**THE TASK:** The task here is to set down every line of the listing exactly.

**SUPPLIED RECORDS:**
+--

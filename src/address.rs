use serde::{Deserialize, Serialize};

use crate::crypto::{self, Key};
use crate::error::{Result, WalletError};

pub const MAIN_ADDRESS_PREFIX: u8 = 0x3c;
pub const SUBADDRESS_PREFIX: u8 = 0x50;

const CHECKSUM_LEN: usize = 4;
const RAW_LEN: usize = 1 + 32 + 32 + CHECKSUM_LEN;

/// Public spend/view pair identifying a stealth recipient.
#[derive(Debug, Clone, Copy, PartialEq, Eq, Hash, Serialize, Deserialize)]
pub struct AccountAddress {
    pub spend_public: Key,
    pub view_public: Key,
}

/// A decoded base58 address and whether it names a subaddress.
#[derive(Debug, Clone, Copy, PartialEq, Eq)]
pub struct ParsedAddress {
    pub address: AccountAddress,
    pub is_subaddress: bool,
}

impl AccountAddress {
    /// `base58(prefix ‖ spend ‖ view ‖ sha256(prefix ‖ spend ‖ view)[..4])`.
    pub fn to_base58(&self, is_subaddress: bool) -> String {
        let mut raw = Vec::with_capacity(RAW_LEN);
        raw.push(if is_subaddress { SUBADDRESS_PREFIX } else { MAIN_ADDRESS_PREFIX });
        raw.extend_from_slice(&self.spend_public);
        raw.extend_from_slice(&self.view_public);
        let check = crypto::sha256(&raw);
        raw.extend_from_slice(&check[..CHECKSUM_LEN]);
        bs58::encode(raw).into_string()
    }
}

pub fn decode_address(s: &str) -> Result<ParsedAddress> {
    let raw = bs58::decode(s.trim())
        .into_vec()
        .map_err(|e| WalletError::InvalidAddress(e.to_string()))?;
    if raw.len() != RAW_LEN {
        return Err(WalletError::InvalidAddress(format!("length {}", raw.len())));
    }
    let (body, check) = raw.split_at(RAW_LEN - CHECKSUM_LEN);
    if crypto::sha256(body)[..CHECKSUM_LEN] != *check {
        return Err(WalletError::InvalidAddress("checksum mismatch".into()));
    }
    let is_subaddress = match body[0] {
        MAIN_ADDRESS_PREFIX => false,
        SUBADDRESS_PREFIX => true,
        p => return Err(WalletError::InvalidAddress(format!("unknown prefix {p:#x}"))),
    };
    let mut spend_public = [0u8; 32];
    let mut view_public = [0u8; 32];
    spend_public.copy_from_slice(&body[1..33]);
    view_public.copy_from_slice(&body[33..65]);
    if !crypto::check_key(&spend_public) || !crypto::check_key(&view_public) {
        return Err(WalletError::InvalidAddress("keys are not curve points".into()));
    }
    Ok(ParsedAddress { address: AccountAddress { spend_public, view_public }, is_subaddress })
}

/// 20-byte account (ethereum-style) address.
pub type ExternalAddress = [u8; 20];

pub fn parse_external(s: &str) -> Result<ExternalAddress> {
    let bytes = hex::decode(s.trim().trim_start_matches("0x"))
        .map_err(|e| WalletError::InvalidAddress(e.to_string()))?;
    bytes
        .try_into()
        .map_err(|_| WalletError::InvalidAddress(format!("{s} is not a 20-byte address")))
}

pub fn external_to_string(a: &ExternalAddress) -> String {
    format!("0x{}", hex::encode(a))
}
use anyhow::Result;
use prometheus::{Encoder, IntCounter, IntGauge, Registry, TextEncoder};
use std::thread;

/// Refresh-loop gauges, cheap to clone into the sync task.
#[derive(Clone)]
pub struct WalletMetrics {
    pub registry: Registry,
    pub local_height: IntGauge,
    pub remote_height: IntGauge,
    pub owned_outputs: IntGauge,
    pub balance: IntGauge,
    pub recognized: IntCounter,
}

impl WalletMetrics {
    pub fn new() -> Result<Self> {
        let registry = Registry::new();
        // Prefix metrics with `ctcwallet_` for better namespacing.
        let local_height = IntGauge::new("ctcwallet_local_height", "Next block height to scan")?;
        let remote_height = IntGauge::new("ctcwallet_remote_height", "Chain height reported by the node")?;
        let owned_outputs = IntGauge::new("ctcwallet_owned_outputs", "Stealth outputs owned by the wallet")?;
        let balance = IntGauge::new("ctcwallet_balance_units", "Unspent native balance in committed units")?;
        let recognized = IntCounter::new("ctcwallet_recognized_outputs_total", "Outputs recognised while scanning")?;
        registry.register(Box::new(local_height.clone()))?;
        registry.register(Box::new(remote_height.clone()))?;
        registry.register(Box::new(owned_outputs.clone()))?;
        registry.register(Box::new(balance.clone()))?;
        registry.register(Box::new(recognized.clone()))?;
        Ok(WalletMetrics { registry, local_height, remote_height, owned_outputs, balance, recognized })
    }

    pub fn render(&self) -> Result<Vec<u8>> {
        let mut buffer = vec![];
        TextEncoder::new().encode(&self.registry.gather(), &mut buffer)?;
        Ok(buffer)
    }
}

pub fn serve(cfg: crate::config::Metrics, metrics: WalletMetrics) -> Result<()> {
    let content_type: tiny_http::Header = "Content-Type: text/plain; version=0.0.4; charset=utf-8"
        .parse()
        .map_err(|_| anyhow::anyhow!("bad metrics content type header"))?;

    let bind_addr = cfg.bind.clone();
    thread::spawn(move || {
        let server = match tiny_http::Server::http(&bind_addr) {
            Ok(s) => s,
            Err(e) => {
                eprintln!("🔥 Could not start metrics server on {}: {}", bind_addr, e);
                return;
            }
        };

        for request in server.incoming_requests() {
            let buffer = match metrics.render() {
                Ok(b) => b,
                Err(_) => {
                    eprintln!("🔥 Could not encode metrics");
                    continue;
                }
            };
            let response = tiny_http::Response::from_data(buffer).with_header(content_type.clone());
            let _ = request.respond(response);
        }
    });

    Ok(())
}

+--

**ANSWER TO THIS TASK:**
filename src/address.rs
use serde::{Deserialize, Serialize};

use crate::crypto::{self, Key};
use crate::error::{Result, WalletError};

pub const MAIN_ADDRESS_PREFIX: u8 = 0x3c;
pub const SUBADDRESS_PREFIX: u8 = 0x50;

const CHECKSUM_LEN: usize = 4;
const RAW_LEN: usize = 1 + 32 + 32 + CHECKSUM_LEN;

/// Public spend/view pair identifying a stealth recipient.
#[derive(Debug, Clone, Copy, PartialEq, Eq, Hash, Serialize, Deserialize)]
pub struct AccountAddress {
    pub spend_public: Key,
    pub view_public: Key,
}

/// A decoded base58 address and whether it names a subaddress.
#[derive(Debug, Clone, Copy, PartialEq, Eq)]
pub struct ParsedAddress {
    pub address: AccountAddress,
    pub is_subaddress: bool,
}

impl AccountAddress {
    /// `base58(prefix ‖ spend ‖ view ‖ sha256(prefix ‖ spend ‖ view)[..4])`.
    pub fn to_base58(&self, is_subaddress: bool) -> String {
        let mut raw = Vec::with_capacity(RAW_LEN);
        raw.push(if is_subaddress { SUBADDRESS_PREFIX } else { MAIN_ADDRESS_PREFIX });
        raw.extend_from_slice(&self.spend_public);
        raw.extend_from_slice(&self.view_public);
        let check = crypto::sha256(&raw);
        raw.extend_from_slice(&check[..CHECKSUM_LEN]);
        bs58::encode(raw).into_string()
    }
}

pub fn decode_address(s: &str) -> Result<ParsedAddress> {
    let raw = bs58::decode(s.trim())
        .into_vec()
        .map_err(|e| WalletError::InvalidAddress(e.to_string()))?;
    if raw.len() != RAW_LEN {
        return Err(WalletError::InvalidAddress(format!("length {}", raw.len())));
    }
    let (body, check) = raw.split_at(RAW_LEN - CHECKSUM_LEN);
    if crypto::sha256(body)[..CHECKSUM_LEN] != *check {
        return Err(WalletError::InvalidAddress("checksum mismatch".into()));
    }
    let is_subaddress = match body[0] {
        MAIN_ADDRESS_PREFIX => false,
        SUBADDRESS_PREFIX => true,
        p => return Err(WalletError::InvalidAddress(format!("unknown prefix {p:#x}"))),
    };
    let mut spend_public = [0u8; 32];
    let mut view_public = [0u8; 32];
    spend_public.copy_from_slice(&body[1..33]);
    view_public.copy_from_slice(&body[33..65]);
    if !crypto::check_key(&spend_public) || !crypto::check_key(&view_public) {
        return Err(WalletError::InvalidAddress("keys are not curve points".into()));
    }
    Ok(ParsedAddress { address: AccountAddress { spend_public, view_public }, is_subaddress })
}

/// 20-byte account (ethereum-style) address.
pub type ExternalAddress = [u8; 20];

pub fn parse_external(s: &str) -> Result<ExternalAddress> {
    let bytes = hex::decode(s.trim().trim_start_matches("0x"))
        .map_err(|e| WalletError::InvalidAddress(e.to_string()))?;
    bytes
        .try_into()
        .map_err(|_| WalletError::InvalidAddress(format!("{s} is not a 20-byte address")))
}

pub fn external_to_string(a: &ExternalAddress) -> String {
    format!("0x{}", hex::encode(a))
}
use anyhow::Result;
use prometheus::{Encoder, IntCounter, IntGauge, Registry, TextEncoder};
use std::thread;

/// Refresh-loop gauges, cheap to clone into the sync task.
#[derive(Clone)]
pub struct WalletMetrics {
    pub registry: Registry,
    pub local_height: IntGauge,
    pub remote_height: IntGauge,
    pub owned_outputs: IntGauge,
    pub balance: IntGauge,
    pub recognized: IntCounter,
}

impl WalletMetrics {
    pub fn new() -> Result<Self> {
        let registry = Registry::new();
        // Prefix metrics with `ctcwallet_` for better namespacing.
        let local_height = IntGauge::new("ctcwallet_local_height", "Next block height to scan")?;
        let remote_height = IntGauge::new("ctcwallet_remote_height", "Chain height reported by the node")?;
        let owned_outputs = IntGauge::new("ctcwallet_owned_outputs", "Stealth outputs owned by the wallet")?;
        let balance = IntGauge::new("ctcwallet_balance_units", "Unspent native balance in committed units")?;
        let recognized = IntCounter::new("ctcwallet_recognized_outputs_total", "Outputs recognised while scanning")?;
        registry.register(Box::new(local_height.clone()))?;
        registry.register(Box::new(remote_height.clone()))?;
        registry.register(Box::new(owned_outputs.clone()))?;
        registry.register(Box::new(balance.clone()))?;
        registry.register(Box::new(recognized.clone()))?;
        Ok(WalletMetrics { registry, local_height, remote_height, owned_outputs, balance, recognized })
    }

    pub fn render(&self) -> Result<Vec<u8>> {
        let mut buffer = vec![];
        TextEncoder::new().encode(&self.registry.gather(), &mut buffer)?;
        Ok(buffer)
    }
}

pub fn serve(cfg: crate::config::Metrics, metrics: WalletMetrics) -> Result<()> {
    let content_type: tiny_http::Header = "Content-Type: text/plain; version=0.0.4; charset=utf-8"
        .parse()
        .map_err(|_| anyhow::anyhow!("bad metrics content type header"))?;

    let bind_addr = cfg.bind.clone();
    thread::spawn(move || {
        let server = match tiny_http::Server::http(&bind_addr) {
            Ok(s) => s,
            Err(e) => {
                eprintln!("🔥 Could not start metrics server on {}: {}", bind_addr, e);
                return;
            }
        };

        for request in server.incoming_requests() {
            let buffer = match metrics.render() {
                Ok(b) => b,
                Err(_) => {
                    eprintln!("🔥 Could not encode metrics");
                    continue;
                }
            };
            let response = tiny_http::Response::from_data(buffer).with_header(content_type.clone());
            let _ = request.respond(response);
        }
    });

    Ok(())
}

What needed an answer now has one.